* Data to process *
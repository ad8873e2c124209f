//! HTTP/1 role
//!
//! Server connections read request heads through the attached header table
//! and hand body bytes straight to the tokenizer. Client connections are
//! driven by the client engine until they reach Established.

use super::{Readable, Role, Upgrade, Writable, ROLES, WS};
use crate::conn::{ConnId, LrsState, RoleTag};
use crate::headers::{Attach, HdrToken, HeaderTable};
use crate::protocol::{ParseOutcome, Reason};
use crate::service::{RawRead, Worker};
use crate::telemetry::ConnStats;
use crate::transport::Interest;

#[derive(Debug, Default, Clone, Copy)]
pub struct H1Role;

pub static H1: H1Role = H1Role;

impl Role for H1Role {
    fn name(&self) -> &'static str {
        "h1"
    }

    fn on_readable(&self, w: &mut Worker, id: ConnId, revents: Interest) -> Option<Readable> {
        let (role, state) = w.conn(id).map(|c| (c.role(), c.state()))?;

        if !role.is_client() {
            return Some(server_socket_service(w, id, revents));
        }

        if state == LrsState::Established {
            return Some(client_established(w, id, revents));
        }

        if revents.contains(Interest::POLLOUT) && w.handle_pollout(id).is_err() {
            tracing::debug!(conn = %id, "POLLOUT event closed it");
            w.close_free(id, "POLLOUT closed");
            return Some(Readable::HandledClose);
        }

        if let Err(err) = w.client_socket_service(id, revents, None) {
            tracing::debug!(conn = %id, error = %err, "client socket service failed");
            return Some(Readable::Die);
        }
        Some(Readable::Handled)
    }

    fn on_writable(&self, w: &mut Worker, id: ConnId) -> Option<Writable> {
        let conn = w.conn(id)?;
        if conn.state() == LrsState::IssueHttpBody || conn.role().is_client() {
            return Some(Writable::UserService);
        }
        Some(Writable::BailOk)
    }

    fn writeable(&self, w: &Worker, id: ConnId) -> Option<(ConnId, Reason<'static>)> {
        if w.conn(id)?.role().is_client() {
            return Some((w.client_wsi_effective(id), Reason::ClientHttpWriteable));
        }
        Some((id, Reason::HttpWriteable))
    }

    fn adopt(&self, w: &mut Worker, id: ConnId) -> Option<crate::Result<()>> {
        if let Some(conn) = w.conn_mut(id) {
            conn.role_transition(RoleTag::H1Server, LrsState::Headers, &H1);
        }
        Some(w.change_pollfd(id, Interest::NONE, Interest::POLLIN))
    }

    /// `Connection: Upgrade` plus `Upgrade: websocket` turns a server
    /// connection into a websocket
    fn check_upgrade(&self, w: &mut Worker, id: ConnId) -> Option<Upgrade> {
        if w.conn(id)?.role() != RoleTag::H1Server {
            return None;
        }
        if !w.header_table_of(id).is_some_and(wants_websocket) {
            return Some(Upgrade::Continue);
        }

        ConnStats::bump(&w.stats().ws_upg);
        if let Err(err) = w.process_ws_upgrade(id) {
            tracing::info!(conn = %id, error = %err, "ws upgrade processing failed");
            return Some(Upgrade::Bail);
        }
        if let Some(conn) = w.conn_mut(id) {
            conn.role_transition(RoleTag::Ws1Server, LrsState::Established, &WS);
        }
        w.clear_timeout(id);
        tracing::info!(conn = %id, "upgraded h1 to ws");
        Some(Upgrade::Done)
    }
}

fn wants_websocket(ah: &HeaderTable) -> bool {
    let upgrade = ah
        .get(HdrToken::Upgrade)
        .is_some_and(|v| v.trim().eq_ignore_ascii_case("websocket"));
    let connection = ah
        .get(HdrToken::Connection)
        .is_some_and(|v| v.split(',').any(|t| t.trim().eq_ignore_ascii_case("upgrade")));
    upgrade && connection
}

/// Response body is waiting on an established client: hand it to the
/// client engine. A writable event either services the next queued
/// transaction or goes to the user.
fn client_established(w: &mut Worker, id: ConnId, revents: Interest) -> Readable {
    if w.rx_ready(id, revents) {
        if let Err(err) = w.deliver_client_rx(id) {
            tracing::info!(conn = %id, error = %err, "client rx closed it");
            if w.contains(id) {
                w.close_free(id, "client rx");
            }
            return Readable::HandledClose;
        }
        if !w.contains(id) {
            return Readable::HandledClose;
        }
    }
    if !revents.contains(Interest::POLLOUT) {
        return Readable::Handled;
    }
    let queued = w
        .conn(id)
        .is_some_and(|c| c.client.keepalive_active && !c.client.txn_queue.is_empty());
    if queued {
        if let Err(err) = w.client_socket_service(id, revents, None) {
            tracing::debug!(conn = %id, error = %err, "queued transaction failed");
            return Readable::HandledClose;
        }
        return Readable::Handled;
    }
    Readable::UserService
}

fn server_socket_service(w: &mut Worker, id: ConnId, revents: Interest) -> Readable {
    let Some(state) = w.conn(id).map(|c| c.state()) else {
        return Readable::Handled;
    };
    if !(revents & w.pollfd_events(id)).contains(Interest::POLLIN) {
        return try_pollout(w, id, revents);
    }

    match state {
        LrsState::Established | LrsState::Headers => read_headers(w, id, revents),
        LrsState::FlushingBeforeClose => try_pollout(w, id, revents),
        _ => read_body(w, id, revents),
    }
}

/// Feed the header table's rx through the tokenizer
fn read_headers(w: &mut Worker, id: ConnId, revents: Interest) -> Readable {
    if w.conn(id).is_some_and(|c| c.header_table().is_none()) {
        if let Attach::Queued = w.ah_attach(id) {
            tracing::info!(conn = %id, "ah get fail");
            return try_pollout(w, id, revents);
        }
    }

    let pending_in_ah = w.header_table_of(id).is_some_and(|ah| ah.has_rx_pending());
    if !pending_in_ah {
        let cap = w.config().ah_rx_size;
        match w.read_or_use_preamble(id, cap) {
            RawRead::Data(bytes) => {
                if let Some(ah) = w.header_table_of_mut(id) {
                    ah.push_rx(&bytes);
                }
                w.restore_serv_buf(bytes);
            }
            RawRead::Again => return try_pollout(w, id, revents),
            RawRead::Nothing => {
                tracing::info!(conn = %id, "read 0 len");
                if w.change_pollfd(id, Interest::POLLIN, Interest::NONE).is_err() {
                    return fail(w, id);
                }
                return try_pollout(w, id, revents);
            }
            RawRead::Failed => return fail(w, id),
        }
    }

    let rx = match w.header_table_of(id) {
        Some(ah) => ah.rx_pending().to_vec(),
        None => return Readable::Handled,
    };

    let fresh = w.conn(id).is_some_and(|c| {
        c.state() == LrsState::Headers && !c.hdr_parsing_completed() && c.vhost().config().fallback_to_raw
    });
    if fresh {
        if let Some(role) = ROLES.iter().copied().find(|r| r.detect_raw(w, id, &rx) == Some(true)) {
            return bind_detected_role(w, id, role, &rx);
        }
    }

    match w.codec_read_h1(id, &rx) {
        ParseOutcome::Closed => {
            w.close_free(id, "read bail");
            return Readable::HandledClose;
        }
        ParseOutcome::Consumed(n) => {
            if let Some(ah) = w.header_table_of_mut(id) {
                ah.advance_rx(n);
            }
        }
    }
    w.apply_user_requests(id);

    // headers are in: hand the table back, keeping anything past them
    if w.conn(id).is_some_and(|c| c.hdr_parsing_completed()) {
        let rest = w.header_table_of(id).map(|ah| ah.rx_pending().to_vec()).unwrap_or_default();
        if !rest.is_empty() {
            if let Some(conn) = w.conn_mut(id) {
                conn.flow.cache(&rest);
            }
        }
        if w.request_head_complete(id).is_err() {
            return Readable::HandledClose;
        }
        w.ah_detach_forced(id);
    }
    Readable::Handled
}

fn read_body(w: &mut Worker, id: ConnId, revents: Interest) -> Readable {
    let cap = w.config().pt_serv_buf_size;
    let bytes = match w.read_or_use_preamble(id, cap) {
        RawRead::Data(bytes) => bytes,
        RawRead::Nothing | RawRead::Again => return try_pollout(w, id, revents),
        RawRead::Failed => return fail(w, id),
    };

    let outcome = w.codec_read_h1(id, &bytes);
    let result = match outcome {
        ParseOutcome::Closed => {
            w.close_free(id, "read bail");
            Readable::HandledClose
        }
        ParseOutcome::Consumed(n) if n < bytes.len() => {
            let stashed = w.conn_mut(id).is_some_and(|c| c.flow.cache(&bytes[n..]));
            if stashed {
                tracing::debug!(conn = %id, stashed = bytes.len() - n, "preamble stashed");
                Readable::Handled
            } else {
                tracing::error!(conn = %id, discarding = bytes.len() - n, "preamble already pending");
                fail(w, id)
            }
        }
        ParseOutcome::Consumed(_) => Readable::Handled,
    };
    w.restore_serv_buf(bytes);
    if result == Readable::Handled {
        w.apply_user_requests(id);
    }
    result
}

fn bind_detected_role(w: &mut Worker, id: ConnId, role: &'static dyn super::Role, rx: &[u8]) -> Readable {
    tracing::info!(conn = %id, role = role.name(), "first bytes are not http, rebinding");
    w.ah_detach_forced(id);
    match role.adopt(w, id) {
        Some(Err(err)) => {
            tracing::info!(conn = %id, error = %err, "rebind failed");
            return fail(w, id);
        }
        Some(Ok(())) | None => {}
    }
    if !w.contains(id) {
        return Readable::HandledClose;
    }
    if w.callback(id, Reason::RawRx(rx)).is_close() {
        return fail(w, id);
    }
    Readable::Handled
}

fn try_pollout(w: &mut Worker, id: ConnId, revents: Interest) -> Readable {
    if !revents.contains(Interest::POLLOUT) {
        return Readable::Handled;
    }

    // one shot
    if w.change_pollfd(id, Interest::POLLOUT, Interest::NONE).is_err() {
        return fail(w, id);
    }

    if !w.conn(id).is_some_and(|c| c.hdr_parsing_completed()) {
        return Readable::Handled;
    }

    if w.callback(id, Reason::HttpWriteable).is_close() {
        tracing::info!(conn = %id, "writeable_fail");
        return fail(w, id);
    }
    Readable::Handled
}

fn fail(w: &mut Worker, id: ConnId) -> Readable {
    w.close_free(id, "server socket svc fail");
    Readable::HandledClose
}

/// Whether `bytes` can still be the start of an HTTP request line
#[must_use]
pub fn looks_like_http(bytes: &[u8]) -> bool {
    let method = bytes.split(|b| *b == b' ').next().unwrap_or_default();
    !method.is_empty() && method.len() <= 16 && method.iter().all(u8::is_ascii_uppercase)
}

#[cfg(test)]
mod tests {
    use super::*;

    #[test]
    fn request_lines_look_like_http() {
        assert!(looks_like_http(b"GET / HTTP/1.1\r\n"));
        assert!(looks_like_http(b"PRI * HTTP/2.0"));
        assert!(looks_like_http(b"OPTI"));
        assert!(!looks_like_http(b"\x16\x03\x01"));
        assert!(!looks_like_http(b"hello world"));
        assert!(!looks_like_http(b""));
    }

    #[test]
    fn websocket_upgrade_needs_both_headers() {
        let mut ah = HeaderTable::new(256, 16);
        ah.simple_create(HdrToken::Upgrade, "WebSocket").expect("upgrade");
        assert!(!wants_websocket(&ah));
        ah.simple_create(HdrToken::Connection, "keep-alive, Upgrade").expect("connection");
        assert!(wants_websocket(&ah));
        ah.simple_create(HdrToken::Upgrade, "h2c").expect("upgrade");
        assert!(!wants_websocket(&ah));
    }
}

* The task *
Where a line in the records above contains the word "HdrToken", copy that line.

* Problem solution *
use crate::headers::{Attach, HdrToken, HeaderTable};
        .get(HdrToken::Upgrade)
        .get(HdrToken::Connection)
        ah.simple_create(HdrToken::Upgrade, "WebSocket").expect("upgrade");
        ah.simple_create(HdrToken::Connection, "keep-alive, Upgrade").expect("connection");
        ah.simple_create(HdrToken::Upgrade, "h2c").expect("upgrade");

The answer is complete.